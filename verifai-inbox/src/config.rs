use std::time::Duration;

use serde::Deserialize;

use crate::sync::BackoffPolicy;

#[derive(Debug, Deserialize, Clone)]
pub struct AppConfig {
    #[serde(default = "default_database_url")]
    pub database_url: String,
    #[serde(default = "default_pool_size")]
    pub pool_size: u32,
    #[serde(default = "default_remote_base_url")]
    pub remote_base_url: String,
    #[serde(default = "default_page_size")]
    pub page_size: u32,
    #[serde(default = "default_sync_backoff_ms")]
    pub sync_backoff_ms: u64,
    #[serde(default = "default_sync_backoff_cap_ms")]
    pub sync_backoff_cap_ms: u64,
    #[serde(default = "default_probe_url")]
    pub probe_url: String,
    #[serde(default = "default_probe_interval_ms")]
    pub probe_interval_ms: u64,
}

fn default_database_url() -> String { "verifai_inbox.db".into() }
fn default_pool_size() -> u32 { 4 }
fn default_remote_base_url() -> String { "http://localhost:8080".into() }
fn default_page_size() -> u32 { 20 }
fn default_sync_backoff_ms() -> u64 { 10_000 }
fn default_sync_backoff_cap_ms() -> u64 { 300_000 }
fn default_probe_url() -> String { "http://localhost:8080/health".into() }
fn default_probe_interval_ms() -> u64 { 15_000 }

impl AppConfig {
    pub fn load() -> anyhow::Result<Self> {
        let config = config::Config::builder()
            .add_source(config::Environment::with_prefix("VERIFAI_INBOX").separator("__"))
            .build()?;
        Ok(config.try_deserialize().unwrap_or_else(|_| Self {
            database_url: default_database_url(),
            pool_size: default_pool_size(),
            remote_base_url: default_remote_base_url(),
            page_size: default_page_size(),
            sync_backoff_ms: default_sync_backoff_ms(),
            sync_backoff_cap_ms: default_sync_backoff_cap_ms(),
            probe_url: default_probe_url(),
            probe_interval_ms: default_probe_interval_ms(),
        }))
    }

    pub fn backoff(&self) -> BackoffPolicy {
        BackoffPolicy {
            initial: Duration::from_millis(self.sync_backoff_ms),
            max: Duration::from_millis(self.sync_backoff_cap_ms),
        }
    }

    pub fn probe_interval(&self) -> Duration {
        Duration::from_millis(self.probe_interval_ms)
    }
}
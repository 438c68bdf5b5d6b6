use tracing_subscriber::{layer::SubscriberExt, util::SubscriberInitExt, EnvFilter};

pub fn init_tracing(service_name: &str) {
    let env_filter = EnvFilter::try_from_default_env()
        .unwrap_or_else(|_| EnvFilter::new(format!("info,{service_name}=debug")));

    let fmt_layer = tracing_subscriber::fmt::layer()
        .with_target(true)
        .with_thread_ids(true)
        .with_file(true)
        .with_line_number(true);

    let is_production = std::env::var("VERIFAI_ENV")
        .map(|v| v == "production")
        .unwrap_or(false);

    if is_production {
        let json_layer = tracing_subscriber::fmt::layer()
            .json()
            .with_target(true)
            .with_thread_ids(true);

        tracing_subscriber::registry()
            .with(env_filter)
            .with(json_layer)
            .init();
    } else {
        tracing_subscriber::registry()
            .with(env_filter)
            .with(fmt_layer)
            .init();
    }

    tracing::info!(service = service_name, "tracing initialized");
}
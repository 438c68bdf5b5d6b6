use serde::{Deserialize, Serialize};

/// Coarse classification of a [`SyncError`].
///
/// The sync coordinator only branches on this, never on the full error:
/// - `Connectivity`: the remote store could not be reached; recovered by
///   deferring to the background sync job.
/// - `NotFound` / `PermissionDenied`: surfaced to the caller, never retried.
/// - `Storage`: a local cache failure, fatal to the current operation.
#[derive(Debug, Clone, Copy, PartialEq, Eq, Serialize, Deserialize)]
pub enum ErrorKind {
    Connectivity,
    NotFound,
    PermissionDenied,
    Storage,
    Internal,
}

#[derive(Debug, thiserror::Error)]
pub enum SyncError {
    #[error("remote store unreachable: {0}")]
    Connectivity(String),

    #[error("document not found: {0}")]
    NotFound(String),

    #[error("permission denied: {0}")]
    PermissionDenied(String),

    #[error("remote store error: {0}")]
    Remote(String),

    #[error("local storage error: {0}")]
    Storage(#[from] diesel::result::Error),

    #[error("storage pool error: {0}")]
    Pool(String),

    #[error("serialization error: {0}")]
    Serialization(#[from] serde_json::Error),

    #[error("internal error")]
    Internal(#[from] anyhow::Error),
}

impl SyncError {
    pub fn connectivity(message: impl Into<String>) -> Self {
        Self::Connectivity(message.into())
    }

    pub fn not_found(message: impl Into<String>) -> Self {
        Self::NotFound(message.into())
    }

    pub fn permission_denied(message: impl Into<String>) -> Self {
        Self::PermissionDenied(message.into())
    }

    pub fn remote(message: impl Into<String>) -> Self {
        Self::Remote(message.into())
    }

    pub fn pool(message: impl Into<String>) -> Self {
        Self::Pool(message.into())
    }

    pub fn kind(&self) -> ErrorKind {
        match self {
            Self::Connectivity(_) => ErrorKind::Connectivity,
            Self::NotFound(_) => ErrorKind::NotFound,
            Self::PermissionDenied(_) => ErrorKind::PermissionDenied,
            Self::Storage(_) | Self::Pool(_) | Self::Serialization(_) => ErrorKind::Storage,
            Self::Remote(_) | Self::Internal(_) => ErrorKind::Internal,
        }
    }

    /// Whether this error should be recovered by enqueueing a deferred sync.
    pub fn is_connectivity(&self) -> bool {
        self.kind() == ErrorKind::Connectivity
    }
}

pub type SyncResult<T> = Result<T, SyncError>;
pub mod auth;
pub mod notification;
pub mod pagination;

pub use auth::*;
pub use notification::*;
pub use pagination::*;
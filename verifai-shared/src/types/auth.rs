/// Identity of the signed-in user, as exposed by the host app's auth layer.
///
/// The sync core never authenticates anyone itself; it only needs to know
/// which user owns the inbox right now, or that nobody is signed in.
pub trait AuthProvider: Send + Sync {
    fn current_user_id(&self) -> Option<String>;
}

=======

The listing above holds a line with "Self::Connectivity(message.into())" and a line with "pub fn permission_denied(message: impl". Print the stretch from the first through the second, exactly and alone.

Written solution ->
        Self::Connectivity(message.into())
    }

    pub fn not_found(message: impl Into<String>) -> Self {
        Self::NotFound(message.into())
    }

    pub fn permission_denied(message: impl Into<String>) -> Self {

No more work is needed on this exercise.